Assignment: Please set down the entries below once more, exactly.

□ □ □ □ □

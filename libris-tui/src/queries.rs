//! Query descriptors for the three things the app reads from the catalog.

use libris_core::{
    Author, AuthorId, BookDetail, BookId, CatalogSource, LibrisResult, QueryKey, QueryScope,
    SearchPage, AUTHOR_STALE_TIME,
};
use libris_storage::{QueryClient, QueryDefaults, QueryDescriptor};
use std::sync::Arc;
use std::time::Duration;

#[derive(Clone)]
pub struct BookQueries {
    catalog: Arc<dyn CatalogSource>,
    author_stale_time: Duration,
}

impl BookQueries {
    pub fn new(catalog: Arc<dyn CatalogSource>) -> Self {
        Self {
            catalog,
            author_stale_time: AUTHOR_STALE_TIME,
        }
    }

    pub fn with_author_stale_time(mut self, duration: Duration) -> Self {
        self.author_stale_time = duration;
        self
    }

    /// One search page. A blank filter is never sent.
    pub fn list(&self, filter: &str, page: u32) -> QueryDescriptor<SearchPage> {
        let key = QueryKey::book_list(filter, page);
        if filter.trim().is_empty() {
            return QueryDescriptor::disabled(key);
        }
        let catalog = Arc::clone(&self.catalog);
        let filter = filter.to_string();
        QueryDescriptor::new(key, move || {
            let catalog = Arc::clone(&catalog);
            let filter = filter.clone();
            async move { catalog.search_books(&filter, page).await }
        })
    }

    pub fn details(&self, id: &BookId) -> QueryDescriptor<BookDetail> {
        let catalog = Arc::clone(&self.catalog);
        let book = id.clone();
        QueryDescriptor::new(QueryKey::book_detail(id.clone()), move || {
            let catalog = Arc::clone(&catalog);
            let book = book.clone();
            async move { catalog.get_book(&book).await }
        })
        .persisted()
    }

    /// Author of a book. Disabled until the author id is known.
    pub fn author(&self, id: Option<&AuthorId>) -> QueryDescriptor<Author> {
        let key = QueryKey::author_detail(id.cloned());
        let Some(author) = id.cloned() else {
            return QueryDescriptor::disabled(key);
        };
        let catalog = Arc::clone(&self.catalog);
        QueryDescriptor::new(key, move || {
            let catalog = Arc::clone(&catalog);
            let author = author.clone();
            async move { catalog.get_author(&author).await }
        })
        .with_stale_time(self.author_stale_time)
        .persisted()
    }
}

/// Register the `books` scope window on `client`. Authors carry their own
/// window on the descriptor.
pub fn install_book_defaults(client: &QueryClient, stale_time: Duration) -> LibrisResult<()> {
    client.set_query_defaults(
        QueryScope::Books,
        QueryDefaults::default().with_stale_time(stale_time),
    )
}

#[cfg(test)]
mod tests {
    use super::*;
    use libris_test_utils::{fixtures, MockCatalog};

    fn queries(catalog: &Arc<MockCatalog>) -> BookQueries {
        BookQueries::new(Arc::clone(catalog) as Arc<dyn CatalogSource>)
    }

    #[test]
    fn test_blank_filter_is_disabled() {
        let catalog = Arc::new(MockCatalog::new());
        let q = queries(&catalog);
        assert!(!q.list("   ", 1).is_enabled());
        assert!(q.list("dune", 1).is_enabled());
    }

    #[test]
    fn test_author_without_id_is_disabled() {
        let catalog = Arc::new(MockCatalog::new());
        let q = queries(&catalog);
        let desc = q.author(None);
        assert!(!desc.is_enabled());
        assert_eq!(desc.key(), &QueryKey::author_detail(None));
    }

    #[test]
    fn test_persist_flags_and_author_window() {
        let catalog = Arc::new(MockCatalog::new());
        let q = queries(&catalog).with_author_stale_time(Duration::from_secs(60));
        assert!(!q.list("dune", 1).options().persist);
        assert!(q.details(&BookId::new("/works/OL1W")).options().persist);

        let author = q.author(Some(&AuthorId::new("/authors/OL1A")));
        assert!(author.options().persist);
        assert_eq!(author.options().stale_time, Some(Duration::from_secs(60)));
    }

    #[test]
    fn test_book_defaults_leave_author_window_on_descriptor() {
        let catalog = Arc::new(MockCatalog::new());
        let q = queries(&catalog);
        let client = QueryClient::with_defaults();
        install_book_defaults(&client, Duration::from_secs(30)).unwrap();

        let list = q.list("dune", 1);
        let resolved = client.resolve_options(list.key(), list.options()).unwrap();
        assert_eq!(resolved.stale_time, Duration::from_secs(30));

        let details = q.details(&BookId::new("/works/OL1W"));
        let resolved = client.resolve_options(details.key(), details.options()).unwrap();
        assert_eq!(resolved.stale_time, Duration::from_secs(30));

        let author = q.author(Some(&AuthorId::new("/authors/OL1A")));
        let resolved = client.resolve_options(author.key(), author.options()).unwrap();
        assert_eq!(resolved.stale_time, AUTHOR_STALE_TIME);
    }

    #[tokio::test]
    async fn test_list_fetch_goes_through_catalog() {
        let catalog = Arc::new(fixtures::stocked_catalog("dune"));
        let client = QueryClient::with_defaults();
        let q = queries(&catalog);

        let page = client.fetch_query(&q.list("dune", 2)).await.unwrap();
        assert_eq!(page.filter, "dune");
        assert_eq!(catalog.search_calls(), 1);

        client.fetch_query(&q.list("dune", 2)).await.unwrap();
        assert_eq!(catalog.search_calls(), 1);
    }
}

□ □ □ □ □

Answer area:
filename libris-tui/src/queries.rs
//! Query descriptors for the three things the app reads from the catalog.

use libris_core::{
    Author, AuthorId, BookDetail, BookId, CatalogSource, LibrisResult, QueryKey, QueryScope,
    SearchPage, AUTHOR_STALE_TIME,
};
use libris_storage::{QueryClient, QueryDefaults, QueryDescriptor};
use std::sync::Arc;
use std::time::Duration;

#[derive(Clone)]
pub struct BookQueries {
    catalog: Arc<dyn CatalogSource>,
    author_stale_time: Duration,
}

impl BookQueries {
    pub fn new(catalog: Arc<dyn CatalogSource>) -> Self {
        Self {
            catalog,
            author_stale_time: AUTHOR_STALE_TIME,
        }
    }

    pub fn with_author_stale_time(mut self, duration: Duration) -> Self {
        self.author_stale_time = duration;
        self
    }

    /// One search page. A blank filter is never sent.
    pub fn list(&self, filter: &str, page: u32) -> QueryDescriptor<SearchPage> {
        let key = QueryKey::book_list(filter, page);
        if filter.trim().is_empty() {
            return QueryDescriptor::disabled(key);
        }
        let catalog = Arc::clone(&self.catalog);
        let filter = filter.to_string();
        QueryDescriptor::new(key, move || {
            let catalog = Arc::clone(&catalog);
            let filter = filter.clone();
            async move { catalog.search_books(&filter, page).await }
        })
    }

    pub fn details(&self, id: &BookId) -> QueryDescriptor<BookDetail> {
        let catalog = Arc::clone(&self.catalog);
        let book = id.clone();
        QueryDescriptor::new(QueryKey::book_detail(id.clone()), move || {
            let catalog = Arc::clone(&catalog);
            let book = book.clone();
            async move { catalog.get_book(&book).await }
        })
        .persisted()
    }

    /// Author of a book. Disabled until the author id is known.
    pub fn author(&self, id: Option<&AuthorId>) -> QueryDescriptor<Author> {
        let key = QueryKey::author_detail(id.cloned());
        let Some(author) = id.cloned() else {
            return QueryDescriptor::disabled(key);
        };
        let catalog = Arc::clone(&self.catalog);
        QueryDescriptor::new(key, move || {
            let catalog = Arc::clone(&catalog);
            let author = author.clone();
            async move { catalog.get_author(&author).await }
        })
        .with_stale_time(self.author_stale_time)
        .persisted()
    }
}

/// Register the `books` scope window on `client`. Authors carry their own
/// window on the descriptor.
pub fn install_book_defaults(client: &QueryClient, stale_time: Duration) -> LibrisResult<()> {
    client.set_query_defaults(
        QueryScope::Books,
        QueryDefaults::default().with_stale_time(stale_time),
    )
}

#[cfg(test)]
mod tests {
    use super::*;
    use libris_test_utils::{fixtures, MockCatalog};

    fn queries(catalog: &Arc<MockCatalog>) -> BookQueries {
        BookQueries::new(Arc::clone(catalog) as Arc<dyn CatalogSource>)
    }

    #[test]
    fn test_blank_filter_is_disabled() {
        let catalog = Arc::new(MockCatalog::new());
        let q = queries(&catalog);
        assert!(!q.list("   ", 1).is_enabled());
        assert!(q.list("dune", 1).is_enabled());
    }

    #[test]
    fn test_author_without_id_is_disabled() {
        let catalog = Arc::new(MockCatalog::new());
        let q = queries(&catalog);
        let desc = q.author(None);
        assert!(!desc.is_enabled());
        assert_eq!(desc.key(), &QueryKey::author_detail(None));
    }

    #[test]
    fn test_persist_flags_and_author_window() {
        let catalog = Arc::new(MockCatalog::new());
        let q = queries(&catalog).with_author_stale_time(Duration::from_secs(60));
        assert!(!q.list("dune", 1).options().persist);
        assert!(q.details(&BookId::new("/works/OL1W")).options().persist);

        let author = q.author(Some(&AuthorId::new("/authors/OL1A")));
        assert!(author.options().persist);
        assert_eq!(author.options().stale_time, Some(Duration::from_secs(60)));
    }

    #[test]
    fn test_book_defaults_leave_author_window_on_descriptor() {
        let catalog = Arc::new(MockCatalog::new());
        let q = queries(&catalog);
        let client = QueryClient::with_defaults();
        install_book_defaults(&client, Duration::from_secs(30)).unwrap();

        let list = q.list("dune", 1);
        let resolved = client.resolve_options(list.key(), list.options()).unwrap();
        assert_eq!(resolved.stale_time, Duration::from_secs(30));

        let details = q.details(&BookId::new("/works/OL1W"));
        let resolved = client.resolve_options(details.key(), details.options()).unwrap();
        assert_eq!(resolved.stale_time, Duration::from_secs(30));

        let author = q.author(Some(&AuthorId::new("/authors/OL1A")));
        let resolved = client.resolve_options(author.key(), author.options()).unwrap();
        assert_eq!(resolved.stale_time, AUTHOR_STALE_TIME);
    }

    #[tokio::test]
    async fn test_list_fetch_goes_through_catalog() {
        let catalog = Arc::new(fixtures::stocked_catalog("dune"));
        let client = QueryClient::with_defaults();
        let q = queries(&catalog);

        let page = client.fetch_query(&q.list("dune", 2)).await.unwrap();
        assert_eq!(page.filter, "dune");
        assert_eq!(catalog.search_calls(), 1);

        client.fetch_query(&q.list("dune", 2)).await.unwrap();
        assert_eq!(catalog.search_calls(), 1);
    }
}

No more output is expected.